Several objects were required to make testing functional and simulate daily activities: a cup, objects of 1.5, 3 and 6 kg, a (soccer) ball and a (shopping) bag. Suggestions for objects have been made in the SFInX manual [15], (].


This study provided evidence of measurement properties for the SFInX as a feasible and reliable outcome measure of ‘shoulder function’, which is capable of detecting clinically important changes in ‘shoulder function’ of people recovering from a proximal humeral fracture. This study provides evidence for the construct validity of the SFInX in the form of convergent, discriminant and known-groups validity testing.

The SFInX was developed as a clinician-observed outcome measure (COOM). This type of administration is new in shoulder function measurement and has benefits over other types of outcome administration. For example, available performance-based shoulder measures such as the FIT-HaNSA and simple shoulder endurance test [48, 49] focus mainly on endurance (timing and specific weights) and are limited clinically and functionally by not covering a range of tasks. Also, clinician-administered measures such as the Constant Score [27, 28] and American Shoulder and Elbow Surgeons’ Examination Scale [50] have limitations as outcome measure. They combine patient-reported and clinician-administered components, incorporate multiple domains of functioning into a single score [11], and have arbitrary scorings to their components [12]. Such content and structural issues may raise concerns about accurate reflection of shoulder function and may not yield a score that is easily interpretable.

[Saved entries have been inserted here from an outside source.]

//! End-to-end scenario tests against the real file-backed collaborator
//! (`FileBlockIo`), as opposed to the in-memory mock used by the unit tests
//! co-located under `src/block/`.

use std::io::{Seek, SeekFrom, Write};

use blocksnap::block::{cookie, BlockObject, FileBlockIo, SnapshotListEntry, SnapshotStateBlock};

fn object_at(path: &std::path::Path) -> BlockObject {
    let io = FileBlockIo::open(path).expect("open backing file");
    BlockObject::new("scenario.db", Box::new(io))
}

/// S1: load with no cookie present, readonly = false. Expect
/// `dsk.size = 0`, file unchanged, `live_loaded = true`, and unload succeeds.
#[test]
fn s1_empty_snapshot_load_and_unload() {
    let tmp = tempfile::NamedTempFile::new().unwrap();
    let mut obj = object_at(tmp.path());

    blocksnap::block::snapshot_load(&mut obj, None, false).unwrap();
    assert!(obj.is_loaded());
    assert!(obj.live_state().unwrap().is_empty_tree());
    assert_eq!(obj.live_state().unwrap().file_size, 0);

    blocksnap::block::snapshot_unload(&mut obj).unwrap();
    assert!(!obj.is_loaded());
}

/// S2: starting from empty-loaded live state, create the first snapshot.
/// Expect a non-empty raw cookie whose decoded root size/checksum match the
/// written root page, and whose file_size matches the file length after
/// fsync.
#[test]
fn s2_create_first_snapshot() {
    let tmp = tempfile::NamedTempFile::new().unwrap();
    let mut obj = object_at(tmp.path());

    blocksnap::block::snapshot_load(&mut obj, None, true).unwrap();

    let root = vec![b'R'; 4096];
    let mut snaps = vec![SnapshotListEntry::new_add("s1")];
    blocksnap::block::snapshot(&mut obj, Some(&root), &mut snaps).unwrap();

    let s1_raw = snaps[0].raw_cookie.as_ref().expect("s1 cookie written");
    assert!(!s1_raw.is_empty());

    let decoded = cookie::decode(s1_raw).unwrap();
    assert_eq!(decoded.root.size, 4096);
    assert_ne!(decoded.root.cksum, 0);

    let mut file = std::fs::File::open(tmp.path()).unwrap();
    let len = file.seek(SeekFrom::End(0)).unwrap();
    assert_eq!(decoded.file_size, len);
}

fn create_chain(obj: &mut BlockObject, names: &[&str]) -> Vec<SnapshotListEntry> {
    let mut history: Vec<SnapshotListEntry> = Vec::new();
    for name in names {
        let mut snaps: Vec<SnapshotListEntry> = history
            .iter()
            .map(|e| SnapshotListEntry::existing(e.name.clone(), e.raw_cookie.clone().unwrap()))
            .collect();
        snaps.push(SnapshotListEntry::new_add(*name));
        let root = vec![b'X'; 512];
        blocksnap::block::snapshot(obj, Some(&root), &mut snaps).unwrap();
        history = snaps;
    }
    history
}

fn loaded_object(path: &std::path::Path) -> BlockObject {
    let mut obj = object_at(path);
    blocksnap::block::snapshot_load(&mut obj, None, true).unwrap();
    obj
}

/// S3: three snapshots exist; deleting the middle one folds it into its
/// surviving successor, which is rewritten (UPDATE) with a fresh cookie.
#[test]
fn s3_delete_middle_folds_into_successor() {
    let tmp = tempfile::NamedTempFile::new().unwrap();
    let mut obj = loaded_object(tmp.path());
    let mut history = create_chain(&mut obj, &["s1", "s2", "s3"]);

    let s2_raw_before = history[1].raw_cookie.clone().unwrap();
    let s3_raw_before = history[2].raw_cookie.clone().unwrap();

    history[1].mark_delete();
    history.push(SnapshotListEntry::new_add("s4"));
    let root = vec![b'Y'; 512];
    blocksnap::block::snapshot(&mut obj, Some(&root), &mut history).unwrap();

    assert!(history[1].is_delete());
    assert!(history[2].is_update());
    let s3_raw_after = history[2].raw_cookie.clone().unwrap();
    assert_ne!(s3_raw_after, s3_raw_before, "s3's cookie must be rewritten after absorbing s2");
    assert_eq!(
        history[1].raw_cookie.as_ref().unwrap(),
        &s2_raw_before,
        "a DELETE entry's own cookie is left stale; the caller drops it from the persisted list"
    );
}

/// S4: deleting the last historical snapshot before the new ADD folds its
/// alloc/discard straight into the live state rather than a historical
/// successor.
#[test]
fn s4_delete_last_folds_into_live() {
    let tmp = tempfile::NamedTempFile::new().unwrap();
    let mut obj = loaded_object(tmp.path());
    let mut history = create_chain(&mut obj, &["s1", "s2"]);

    // s2's own root page was allocated during s2's creation, so it shows up
    // on s2's own alloc list; deleting s2 with the live ADD as its successor
    // merges that range into live alloc while also freeing the root into
    // live discard, so the same range briefly straddles both.
    let s2_root = cookie::decode(history[1].raw_cookie.as_ref().unwrap()).unwrap().root;

    history[1].mark_delete();
    history.push(SnapshotListEntry::new_add("s3"));
    let root = vec![b'Z'; 512];
    blocksnap::block::snapshot(&mut obj, Some(&root), &mut history).unwrap();

    assert!(history[1].is_delete());
    let s3 = history.last().unwrap();
    assert!(s3.is_add());
    let decoded = cookie::decode(s3.raw_cookie.as_ref().unwrap()).unwrap();
    assert_eq!(decoded.root.size, 512);

    // Reuse-match on the live lists must reclaim the allocated-then-freed
    // range into avail rather than leaving it stuck across alloc/discard.
    let live = obj.live_state().unwrap();
    let avail = live.avail.ranges.as_ref().expect("avail ranges retained after finalize");
    assert!(
        avail
            .iter()
            .any(|e| e.start <= s2_root.offset && s2_root.offset + s2_root.size as u64 <= e.end()),
        "s2's root range should have been reclaimed into live avail by reuse-match, got {:?}",
        avail.iter().collect::<Vec<_>>()
    );
}

/// S5: a consecutive run of deletes aggregates transitively into the first
/// surviving successor, which only gets rewritten once.
#[test]
fn s5_delete_run_aggregates_transitively() {
    let tmp = tempfile::NamedTempFile::new().unwrap();
    let mut obj = loaded_object(tmp.path());
    let mut history = create_chain(&mut obj, &["s1", "s2", "s3"]);

    history[0].mark_delete();
    history[1].mark_delete();
    history.push(SnapshotListEntry::new_add("s4"));
    let root = vec![b'W'; 512];
    blocksnap::block::snapshot(&mut obj, Some(&root), &mut history).unwrap();

    assert!(history[0].is_delete());
    assert!(history[1].is_delete());
    assert!(history[2].is_update());
    assert!(!history[2].is_delete());
}

/// S6: a file whose physical length overshoots the snapshot's recorded
/// `file_size` (a simulated crash tail) is truncated back on a writable
/// load, and left untouched on a readonly load.
#[test]
fn s6_load_then_truncate() {
    let tmp = tempfile::NamedTempFile::new().unwrap();
    {
        let mut file = tmp.reopen().unwrap();
        file.write_all(&vec![0u8; 8192 + 4096]).unwrap();
    }

    let mut state = SnapshotStateBlock::zeroed();
    state.file_size = 8192;
    let raw = cookie::encode(&state).unwrap();

    let mut obj = object_at(tmp.path());
    blocksnap::block::snapshot_load(&mut obj, Some(&raw), true).unwrap();

    let len = std::fs::metadata(tmp.path()).unwrap().len();
    assert_eq!(len, 8192, "writable load must truncate the crash tail");
}

#[test]
fn s6_readonly_load_leaves_file_untouched() {
    let tmp = tempfile::NamedTempFile::new().unwrap();
    {
        let mut file = tmp.reopen().unwrap();
        file.write_all(&vec![0u8; 8192 + 4096]).unwrap();
    }

    let mut state = SnapshotStateBlock::zeroed();
    state.file_size = 8192;
    let raw = cookie::encode(&state).unwrap();

    let mut obj = object_at(tmp.path());
    blocksnap::block::snapshot_load(&mut obj, Some(&raw), false).unwrap();

    let len = std::fs::metadata(tmp.path()).unwrap().len();
    assert_eq!(len, 8192 + 4096, "readonly load must not modify the file");
}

Patient-reported outcome measures (PROMs) are widely used and greatly valued. However, PROMs are influenced by several factors. For example, outcomes of PROMs focussing on ‘function’ have been strongly associated with perceived levels of pain compared with actual function [9, 51], and provide information on patient perception rather than actual ability or physical performance [7, 8, 52]. Also, factors such as anxiety and fear-avoidance might influence self-reported physical function [53]. PROMs may provide different information to a person’s performance ability. It is therefore advised to use the SFInX as a COOM of actual ability and well developed PROMs together for comprehensive measurement of shoulder function.

Reliability analysis showed that for both the intra-rater and inter-rater reliability ICCs were over 0.90, which is considered good for use in groups, for example at an organisational level or in research projects, and in individual patients [36, 54]. This was confirmed by a low SEM of 3.9 out of 100 points. The MDC95 informs that we can be 95 % sure that a change of 10.8 SFInX points or more exceeds measurement error. These values are similar when compared to another unidimensional clinician-observed outcome measure: the de Morton Mobility Index [55]. For other shoulder measures such as the DASH and Constant Score SEMs of 6.5 and 4.5 out of 100 points have previously been found in people with a proximal humeral fracture [11] which indicate MDC95 values of 18 and 12.5 points respectively. From the inter-rater reliability study a MDC95 of 16 points was found, which suggests that when a second rater would evaluate a patient’s shoulder function with the SFInX, a difference of 16 points would exceed measurement error. However, this number included the systematic error between raters of 5 points due to item 3. Therefore, the error estimate of 12.3 points might be a more accurate indicator for measurement error between raters when item 3 would be more consistently scored or when systematic error is taken into account. Comparing the MCID of 10.3 (anchor-based method) or 11.7 (distribution-based method) points with the MDC95 (10.8 points), it can be suggested that a difference in score of 11–12 points can be considered a clinically important change that exceeds measurement error. Although some argue that the distribution-based method of MCID is more related to minimal detectable change than MCID [56], it is an accepted method for MCID estimation [36]. In addition, the MCID is a variable concept depending on baseline scores, directions of change and methods used. Therefore, different methods were used to estimate the MCID and MCID values were interpreted as an estimated range of scores required to be considered clinically important.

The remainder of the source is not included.